NECESSIDADE. 1. O pai tem o direito de exercer a visitação em relação à
filha e esta tem o direito de receber o afeto paterno, estreitar laços
de convivência familiar e ampliar a convivência social, não sendo
propriedade dos pais, mas pessoa titular de direitos, que merece ser
respeitada, bem como de ter uma vida saudável e feliz. 2. O claro
litígio entre os pais da criança não justifica a proibição do direito de
visitas, não podendo a criança ser instrumento de vinganças. 3. Não
havendo nada que impeça a convivência do genitor com sua filha, é
cabível desenvolver arranjo tendente a reaproximação entre pai e filha
e, progressivamente restabelecer as visitas na forma já regulamentada e
que deverá ser cumprida pela recorrida, pois deve ser resguardado sempre
o melhor interesse da criança, que está acima da conveniência dos pais.

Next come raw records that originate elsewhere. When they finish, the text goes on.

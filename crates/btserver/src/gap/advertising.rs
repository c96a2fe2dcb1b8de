//! Advertising settings and payloads
//!
//! A peripheral broadcasts two payloads: the advertising data carried in every
//! advertising PDU and the scan response returned to active scanners. Each is
//! described by an [`AdvertiseData`] listing which fields to include; the
//! encoder turns that selection into AD structures.

use super::constants::*;
use crate::error::AdvertiseError;
use crate::uuid::Uuid;
use std::time::Duration;

/// Trade-off between discovery latency and power draw.
#[derive(Debug, Clone, Copy, PartialEq, Eq, Default)]
pub enum AdvertiseMode {
    LowPower,
    #[default]
    Balanced,
    LowLatency,
}

impl AdvertiseMode {
    /// Advertising interval in 0.625 ms units.
    pub fn interval(&self) -> u16 {
        match self {
            AdvertiseMode::LowPower => ADV_INTERVAL_LOW_POWER,
            AdvertiseMode::Balanced => ADV_INTERVAL_BALANCED,
            AdvertiseMode::LowLatency => ADV_INTERVAL_LOW_LATENCY,
        }
    }
}

#[derive(Debug, Clone, Copy, PartialEq, Eq, Default)]
pub enum TxPowerLevel {
    UltraLow,
    Low,
    #[default]
    Medium,
    High,
}

impl TxPowerLevel {
    pub fn dbm(&self) -> i8 {
        match self {
            TxPowerLevel::UltraLow => TX_POWER_ULTRA_LOW,
            TxPowerLevel::Low => TX_POWER_LOW,
            TxPowerLevel::Medium => TX_POWER_MEDIUM,
            TxPowerLevel::High => TX_POWER_HIGH,
        }
    }
}

/// Advertising parameters. The defaults advertise connectably, at medium
/// power and balanced interval, until explicitly stopped.
#[derive(Debug, Clone, PartialEq, Eq)]
pub struct AdvertiseSettings {
    pub mode: AdvertiseMode,
    pub tx_power_level: TxPowerLevel,
    pub connectable: bool,
    /// `None` advertises indefinitely.
    pub timeout: Option<Duration>,
}

impl Default for AdvertiseSettings {
    fn default() -> Self {
        Self {
            mode: AdvertiseMode::Balanced,
            tx_power_level: TxPowerLevel::Medium,
            connectable: true,
            timeout: None,
        }
    }
}

/// Selection of fields for one advertising payload.
#[derive(Debug, Clone, Default, PartialEq, Eq)]
pub struct AdvertiseData {
    pub include_device_name: bool,
    pub include_tx_power_level: bool,
    pub service_uuids: Vec<Uuid>,
    /// (company identifier, data)
    pub manufacturer_data: Vec<(u16, Vec<u8>)>,
}

impl AdvertiseData {
    pub fn new() -> Self {
        Self::default()
    }

    pub fn include_device_name(mut self, include: bool) -> Self {
        self.include_device_name = include;
        self
    }

    pub fn include_tx_power_level(mut self, include: bool) -> Self {
        self.include_tx_power_level = include;
        self
    }

    pub fn add_service_uuid(mut self, uuid: Uuid) -> Self {
        self.service_uuids.push(uuid);
        self
    }

    pub fn add_manufacturer_data(mut self, company_id: u16, data: Vec<u8>) -> Self {
        self.manufacturer_data.push((company_id, data));
        self
    }

    /// Encodes the selected fields as AD structures.
    ///
    /// `device_name` and `tx_power` are only read when the matching field is
    /// selected. Fails if the result does not fit a legacy advertising PDU.
    pub fn encode(&self, device_name: &str, tx_power: i8) -> Result<Vec<u8>, AdvertiseError> {
        let mut data = Vec::with_capacity(ADV_MAX_PAYLOAD_LEN);

        if self.include_device_name {
            push_structure(&mut data, ADV_TYPE_COMPLETE_LOCAL_NAME, device_name.as_bytes());
        }

        if self.include_tx_power_level {
            push_structure(&mut data, ADV_TYPE_TX_POWER_LEVEL, &[tx_power as u8]);
        }

        let mut uuids16 = Vec::new();
        let mut uuids32 = Vec::new();
        let mut uuids128 = Vec::new();
        for uuid in &self.service_uuids {
            if let Some(short) = uuid.as_u16() {
                uuids16.extend_from_slice(&short.to_le_bytes());
            } else if let Some(long) = uuid.as_u32() {
                uuids32.extend_from_slice(&long.to_le_bytes());
            } else {
                uuids128.extend_from_slice(uuid.as_bytes_le());
            }
        }
        if !uuids16.is_empty() {
            push_structure(&mut data, ADV_TYPE_16BIT_SERVICE_UUID_COMPLETE, &uuids16);
        }
        if !uuids32.is_empty() {
            push_structure(&mut data, ADV_TYPE_32BIT_SERVICE_UUID_COMPLETE, &uuids32);
        }
        if !uuids128.is_empty() {
            push_structure(&mut data, ADV_TYPE_128BIT_SERVICE_UUID_COMPLETE, &uuids128);
        }

        for (company_id, payload) in &self.manufacturer_data {
            let mut field = company_id.to_le_bytes().to_vec();
            field.extend_from_slice(payload);
            push_structure(&mut data, ADV_TYPE_MANUFACTURER_SPECIFIC, &field);
        }

        if data.len() > ADV_MAX_PAYLOAD_LEN {
            return Err(AdvertiseError::DataTooLarge {
                len: data.len(),
                limit: ADV_MAX_PAYLOAD_LEN,
            });
        }

        Ok(data)
    }
}

fn push_structure(data: &mut Vec<u8>, ad_type: u8, value: &[u8]) {
    // Oversized fields are caught by the payload length check in encode()
    let len = value.len().min(u8::MAX as usize - 1);
    data.push(len as u8 + 1);
    data.push(ad_type);
    data.extend_from_slice(&value[..len]);
}

/// Splits an advertising payload into (type, data) pairs.
///
/// Parsing stops at the first zero-length structure or truncated entry.
pub fn parse_advertising_data(data: &[u8]) -> Vec<(u8, Vec<u8>)> {
    let mut result = Vec::new();
    let mut i = 0;

    while i < data.len() {
        let length = data[i] as usize;
        if length == 0 || i + length >= data.len() {
            break;
        }

        let ad_type = data[i + 1];
        let ad_data = data[i + 2..i + 1 + length].to_vec();

        result.push((ad_type, ad_data));

        i += 1 + length;
    }

    result
}

#[cfg(test)]
mod tests {
    use super::*;

    #[test]
    fn test_default_settings() {
        let settings = AdvertiseSettings::default();
        assert!(settings.connectable);
        assert_eq!(settings.timeout, None);
        assert_eq!(settings.mode.interval(), 0x0190);
        assert_eq!(settings.tx_power_level.dbm(), -7);
    }

    #[test]
    fn test_encode_selected_fields_only() {
        let data = AdvertiseData::new()
            .include_tx_power_level(true)
            .add_service_uuid(Uuid::from_u16(0x180D));

        let encoded = data.encode("ignored", -7).unwrap();
        assert_eq!(encoded, vec![0x02, 0x0A, 0xF9, 0x03, 0x03, 0x0D, 0x18]);

        let fields = parse_advertising_data(&encoded);
        assert_eq!(fields.len(), 2);
        assert!(fields
            .iter()
            .all(|(ad_type, _)| *ad_type != ADV_TYPE_COMPLETE_LOCAL_NAME));
    }

    #[test]
    fn test_encode_scan_response_name() {
        let scan = AdvertiseData::new().include_device_name(true);
        let encoded = scan.encode("Pixel", 0).unwrap();
        assert_eq!(
            parse_advertising_data(&encoded),
            vec![(ADV_TYPE_COMPLETE_LOCAL_NAME, b"Pixel".to_vec())]
        );
    }

    #[test]
    fn test_encode_128bit_uuid() {
        let vendor = Uuid::from_u128(0x6E400001_B5A3_F393_E0A9_E50E24DCCA9E);
        let encoded = AdvertiseData::new()
            .add_service_uuid(vendor)
            .encode("", 0)
            .unwrap();
        assert_eq!(encoded.len(), 18);
        assert_eq!(encoded[1], ADV_TYPE_128BIT_SERVICE_UUID_COMPLETE);
        assert_eq!(&encoded[2..], vendor.as_bytes_le());
    }

    #[test]
    fn test_encode_too_large() {
        let data = AdvertiseData::new()
            .include_device_name(true)
            .add_service_uuid(Uuid::from_u128(0x6E400001_B5A3_F393_E0A9_E50E24DCCA9E));

        let err = data.encode("A rather long device name", 0).unwrap_err();
        assert_eq!(err, AdvertiseError::DataTooLarge { len: 45, limit: 31 });
    }
}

4. Considerando que a filha não é propriedade do pai, nem da mãe, bem
como que deve com ambos conviver e que nada desaconselha essa
convivência mais próxima, estou desconstituindo a sentença extintiva
para o fim de determinar tenha curso o processo tendente a restabelecer o
vínculo paterno filiar e tornar efetivo direito de visitas do pai à
filha já regulamentado, determinando-se o necessário acompanhamento
psicoterápico da menor. Recurso provido, em parte. (Apelação Cível Nº
70053061602, Sétima Câmara Cível, Tribunal de Justiça do RS, Relator:
Sérgio Fernando de Vasconcellos Chaves, Julgado em 27/03/2013)
APELAÇÃO CÍVEL. REGULAMENTAÇÃO DE VISITAS. VISITAS COM PERNOITE.

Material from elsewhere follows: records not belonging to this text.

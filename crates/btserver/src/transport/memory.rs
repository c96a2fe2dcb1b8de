//! In-memory peripheral transport
//!
//! Keeps the GATT database, advertising payloads and sent notifications in
//! memory and lets the caller play the part of remote centrals. Events are
//! delivered synchronously on the calling thread, after the transport has
//! released its own locks.

use super::{AdapterCapabilities, PeripheralEvents, PeripheralTransport};
use crate::error::{AdvertiseError, TransportError};
use crate::gap::{AdvertiseData, AdvertiseSettings, Central};
use crate::gatt::{
    CharacteristicRef, DescriptorRef, GattService, GattStatus, ServiceId, CCCD_DISABLED,
    CCCD_INDICATIONS, CCCD_NOTIFICATIONS, CLIENT_CHAR_CONFIG_UUID,
};
use crate::uuid::Uuid;
use std::collections::{HashMap, HashSet};
use std::sync::{Arc, PoisonError, RwLock, RwLockReadGuard, RwLockWriteGuard, Weak};
use tracing::{debug, warn};

/// Usable ATT handles, 0x0001..=0xFFFF
const ATT_HANDLE_SPACE: usize = 0xFFFF;

const DEFAULT_DEVICE_NAME: &str = "btserver";

/// Advertising payloads currently on air
#[derive(Debug, Clone, PartialEq, Eq)]
pub struct AdvertisingState {
    pub settings: AdvertiseSettings,
    pub advertise_data: AdvertiseData,
    pub scan_response: AdvertiseData,
    /// Encoded AD structures of `advertise_data`
    pub advertise_bytes: Vec<u8>,
    /// Encoded AD structures of `scan_response`
    pub scan_response_bytes: Vec<u8>,
}

/// A notification handed to the radio
#[derive(Debug, Clone, PartialEq, Eq)]
pub struct SentNotification {
    pub central: Central,
    pub characteristic: CharacteristicRef,
    pub value: Vec<u8>,
}

fn read<T>(lock: &RwLock<T>) -> RwLockReadGuard<'_, T> {
    lock.read().unwrap_or_else(PoisonError::into_inner)
}

fn write<T>(lock: &RwLock<T>) -> RwLockWriteGuard<'_, T> {
    lock.write().unwrap_or_else(PoisonError::into_inner)
}

/// Transport without a radio
pub struct MemoryTransport {
    capabilities: AdapterCapabilities,
    max_attributes: usize,
    device_name: RwLock<String>,
    sink: RwLock<Option<Weak<dyn PeripheralEvents>>>,
    services: RwLock<Vec<GattService>>,
    values: RwLock<HashMap<(ServiceId, Uuid), Vec<u8>>>,
    advertising: RwLock<Option<AdvertisingState>>,
    centrals: RwLock<Vec<Central>>,
    notifications: RwLock<Vec<SentNotification>>,
    rejected: RwLock<HashSet<ServiceId>>,
}

impl Default for MemoryTransport {
    fn default() -> Self {
        Self::new()
    }
}

impl MemoryTransport {
    pub fn new() -> Self {
        Self::with_capabilities(AdapterCapabilities::default())
    }

    pub fn with_capabilities(capabilities: AdapterCapabilities) -> Self {
        Self {
            capabilities,
            max_attributes: ATT_HANDLE_SPACE,
            device_name: RwLock::new(DEFAULT_DEVICE_NAME.to_string()),
            sink: RwLock::new(None),
            services: RwLock::new(Vec::new()),
            values: RwLock::new(HashMap::new()),
            advertising: RwLock::new(None),
            centrals: RwLock::new(Vec::new()),
            notifications: RwLock::new(Vec::new()),
            rejected: RwLock::new(HashSet::new()),
        }
    }

    /// An adapter that supports GATT but cannot advertise
    pub fn without_advertising() -> Self {
        Self::with_capabilities(AdapterCapabilities {
            peripheral_role: true,
            advertising: false,
        })
    }

    /// Limits the size of the attribute database
    pub fn with_max_attributes(mut self, max_attributes: usize) -> Self {
        self.max_attributes = max_attributes;
        self
    }

    /// Makes every later `add_service` for `id` fail.
    pub fn reject_service(&self, id: ServiceId) {
        write(&self.rejected).insert(id);
    }

    fn sink(&self) -> Option<Arc<dyn PeripheralEvents>> {
        read(&self.sink).as_ref().and_then(Weak::upgrade)
    }

    fn owning_service(
        &self,
        characteristic: &CharacteristicRef,
    ) -> Result<ServiceId, TransportError> {
        let services = read(&self.services);
        characteristic
            .service
            .filter(|id| {
                services
                    .iter()
                    .any(|s| s.id() == *id && s.characteristic(&characteristic.uuid).is_some())
            })
            .ok_or(TransportError::UnknownCharacteristic(characteristic.uuid))
    }

    pub fn services(&self) -> Vec<GattService> {
        read(&self.services).clone()
    }

    pub fn advertising(&self) -> Option<AdvertisingState> {
        read(&self.advertising).clone()
    }

    pub fn is_advertising(&self) -> bool {
        read(&self.advertising).is_some()
    }

    pub fn notifications(&self) -> Vec<SentNotification> {
        read(&self.notifications).clone()
    }

    pub fn characteristic_value(&self, characteristic: &CharacteristicRef) -> Option<Vec<u8>> {
        let id = characteristic.service?;
        read(&self.values).get(&(id, characteristic.uuid)).cloned()
    }

    /// A central establishes a connection.
    pub fn connect(&self, central: Central) {
        {
            let mut centrals = write(&self.centrals);
            if centrals.contains(&central) {
                return;
            }
            centrals.push(central);
        }
        if let Some(sink) = self.sink() {
            sink.on_central_connected(&central);
        }
    }

    /// A central drops its connection.
    pub fn disconnect(&self, central: &Central) {
        let removed = {
            let mut centrals = write(&self.centrals);
            let before = centrals.len();
            centrals.retain(|c| c != central);
            centrals.len() != before
        };
        if removed {
            if let Some(sink) = self.sink() {
                sink.on_central_disconnected(central);
            }
        }
    }

    /// A central reads a characteristic. The server gets a chance to refresh
    /// the value before it is returned.
    pub fn read_characteristic(
        &self,
        central: &Central,
        characteristic: &CharacteristicRef,
    ) -> Result<Vec<u8>, GattStatus> {
        if let Some(sink) = self.sink() {
            if let Err(e) = sink.on_characteristic_read(central, characteristic) {
                warn!(error = %e, "read dispatch failed");
                return Err(GattStatus::Unlikely);
            }
        }
        self.characteristic_value(characteristic)
            .ok_or(GattStatus::AttributeNotFound)
    }

    /// A central writes a characteristic with response. The value is kept
    /// when the server accepts it.
    pub fn write_characteristic(
        &self,
        central: &Central,
        characteristic: &CharacteristicRef,
        value: &[u8],
    ) -> GattStatus {
        let Some(sink) = self.sink() else {
            return GattStatus::RequestNotSupported;
        };
        let status = match sink.on_characteristic_write(central, characteristic, value) {
            Ok(status) => status,
            Err(e) => {
                warn!(error = %e, "write dispatch failed");
                return GattStatus::Unlikely;
            }
        };
        if status.is_success() {
            if let Some(id) = characteristic.service {
                write(&self.values).insert((id, characteristic.uuid), value.to_vec());
            }
        }
        status
    }

    /// A central writes a descriptor.
    ///
    /// CCCD writes are handled here, as a GATT server stack would, and turned
    /// into subscription events; other descriptors go to the server.
    pub fn write_descriptor(
        &self,
        central: &Central,
        descriptor: &DescriptorRef,
        value: &[u8],
    ) -> GattStatus {
        let Some(sink) = self.sink() else {
            return GattStatus::RequestNotSupported;
        };

        let is_cccd = descriptor.uuid == CLIENT_CHAR_CONFIG_UUID;
        let outcome = match (is_cccd, descriptor.characteristic) {
            (true, Some(characteristic)) => {
                if value.len() != 2 {
                    return GattStatus::InvalidAttributeValueLength;
                }
                if value == CCCD_NOTIFICATIONS || value == CCCD_INDICATIONS {
                    sink.on_notifying_enabled(central, &characteristic)
                        .map(|_| GattStatus::Success)
                } else if value == CCCD_DISABLED {
                    sink.on_notifying_disabled(central, &characteristic)
                        .map(|_| GattStatus::Success)
                } else {
                    Ok(GattStatus::ValueNotAllowed)
                }
            }
            _ => sink.on_descriptor_write(central, descriptor, value),
        };

        outcome.unwrap_or_else(|e| {
            warn!(error = %e, "descriptor write dispatch failed");
            GattStatus::Unlikely
        })
    }

    /// A central enables notifications on a characteristic.
    pub fn subscribe(&self, central: &Central, characteristic: &CharacteristicRef) -> GattStatus {
        let cccd = DescriptorRef::new(Uuid::from_u16(CLIENT_CHAR_CONFIG_UUID), *characteristic);
        self.write_descriptor(central, &cccd, &CCCD_NOTIFICATIONS)
    }

    pub fn unsubscribe(&self, central: &Central, characteristic: &CharacteristicRef) -> GattStatus {
        let cccd = DescriptorRef::new(Uuid::from_u16(CLIENT_CHAR_CONFIG_UUID), *characteristic);
        self.write_descriptor(central, &cccd, &CCCD_DISABLED)
    }
}

impl PeripheralTransport for MemoryTransport {
    fn capabilities(&self) -> AdapterCapabilities {
        self.capabilities
    }

    fn set_device_name(&self, name: &str) -> Result<(), TransportError> {
        *write(&self.device_name) = name.to_string();
        Ok(())
    }

    fn device_name(&self) -> String {
        read(&self.device_name).clone()
    }

    fn set_event_sink(&self, sink: Weak<dyn PeripheralEvents>) {
        *write(&self.sink) = Some(sink);
    }

    fn add_service(&self, service: &GattService) -> Result<(), TransportError> {
        let id = service.id();
        if read(&self.rejected).contains(&id) {
            return Err(TransportError::ServiceRejected(id));
        }

        {
            let mut services = write(&self.services);
            if services.iter().any(|s| s.id() == id) {
                return Err(TransportError::DuplicateService(id));
            }
            let used: usize = services.iter().map(GattService::attribute_count).sum();
            if used + service.attribute_count() > self.max_attributes {
                return Err(TransportError::InsufficientResources);
            }
            services.push(service.clone());

            let mut values = write(&self.values);
            for characteristic in &service.characteristics {
                values.insert((id, characteristic.uuid), characteristic.value.clone());
            }
        }

        debug!(service = %id, "service added to database");
        if let Some(sink) = self.sink() {
            sink.on_service_added(GattStatus::Success, service);
        }
        Ok(())
    }

    fn remove_service(&self, id: &ServiceId) {
        write(&self.services).retain(|s| s.id() != *id);
        write(&self.values).retain(|(service, _), _| service != id);
    }

    fn remove_all_services(&self) {
        write(&self.services).clear();
        write(&self.values).clear();
    }

    fn start_advertising(
        &self,
        settings: &AdvertiseSettings,
        scan_response: &AdvertiseData,
        advertise_data: &AdvertiseData,
    ) -> Result<(), TransportError> {
        let result = self.encode_advertising(settings, scan_response, advertise_data);
        let sink = self.sink();

        match result {
            Ok(state) => {
                *write(&self.advertising) = Some(state);
                if let Some(sink) = sink {
                    sink.on_advertising_started(settings);
                }
                Ok(())
            }
            Err(error) => {
                if let Some(sink) = sink {
                    sink.on_advertise_failure(error);
                }
                Err(error.into())
            }
        }
    }

    fn stop_advertising(&self) {
        let stopped = write(&self.advertising).take().is_some();
        if stopped {
            if let Some(sink) = self.sink() {
                sink.on_advertising_stopped();
            }
        }
    }

    fn set_characteristic_value(
        &self,
        characteristic: &CharacteristicRef,
        value: &[u8],
    ) -> Result<(), TransportError> {
        let id = self.owning_service(characteristic)?;
        write(&self.values).insert((id, characteristic.uuid), value.to_vec());
        Ok(())
    }

    fn notify(
        &self,
        central: &Central,
        characteristic: &CharacteristicRef,
        value: &[u8],
    ) -> Result<(), TransportError> {
        if !read(&self.centrals).contains(central) {
            return Err(TransportError::NotConnected(central.address));
        }
        self.owning_service(characteristic)?;

        write(&self.notifications).push(SentNotification {
            central: *central,
            characteristic: *characteristic,
            value: value.to_vec(),
        });

        if let Some(sink) = self.sink() {
            let status = GattStatus::Success;
            if let Err(e) = sink.on_notification_sent(central, value, characteristic, status) {
                warn!(error = %e, "notification completion dispatch failed");
            }
        }
        Ok(())
    }

    fn connected_centrals(&self) -> Vec<Central> {
        read(&self.centrals).clone()
    }
}

impl MemoryTransport {
    fn encode_advertising(
        &self,
        settings: &AdvertiseSettings,
        scan_response: &AdvertiseData,
        advertise_data: &AdvertiseData,
    ) -> Result<AdvertisingState, AdvertiseError> {
        if !self.capabilities.advertising {
            return Err(AdvertiseError::FeatureUnsupported);
        }
        if read(&self.advertising).is_some() {
            return Err(AdvertiseError::AlreadyStarted);
        }

        let name = self.device_name();
        let tx_power = settings.tx_power_level.dbm();

        Ok(AdvertisingState {
            settings: settings.clone(),
            advertise_data: advertise_data.clone(),
            scan_response: scan_response.clone(),
            advertise_bytes: advertise_data.encode(&name, tx_power)?,
            scan_response_bytes: scan_response.encode(&name, tx_power)?,
        })
    }
}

SUCUMBÊNCIA MÍNIMA PELO AUTOR. Como se verifica pela longa instrução,
restou amplamente comprovada pelo estudo social e laudos psicológico e
psiquiátrico, a recomendação de visitas paternas com pernoites. O menor,
atualmente, com 8 anos de idade, sempre teve estreito vínculo afetivo
com o genitor que lhe dispensou cuidados desde o nascimento, não havendo
nada que desabone a conduta do pai. A ampliação de visitas vem em
atendimento aos interesses do menor, cuja proximidade com o pai deve ser
preservada e estimulada. A sucumbência foi mínima, pois a guarda e as
visitas foram acordadas já na primeira audiência, remanescendo apenas a
controvérsia quanto ao pernoite, ou seja, uma ampliação do período de
visitas. NEGARAM PROVIMENTO. UNÂNIME. (Apelação Cível Nº 70047796966,
Oitava Câmara Cível, Tribunal de Justiça do RS, Relator: Luiz Felipe
Brasil Santos, Julgado em 29/11/2012)
Do exposto, nego provimento ao recurso.
Des.ª Sandra Brisolara Medeiros (REVISORA) - De acordo com o (a) Relator (a).
Des. Jorge Luís Dall'Agnol (PRESIDENTE) - De acordo com o (a) Relator (a).
DES. JORGE LUÍS DALL'AGNOL - Presidente - Apelação Cível nº
70057350092, Comarca de Porto Alegre:"RECURSO DESPROVIDO. UNÂNIME."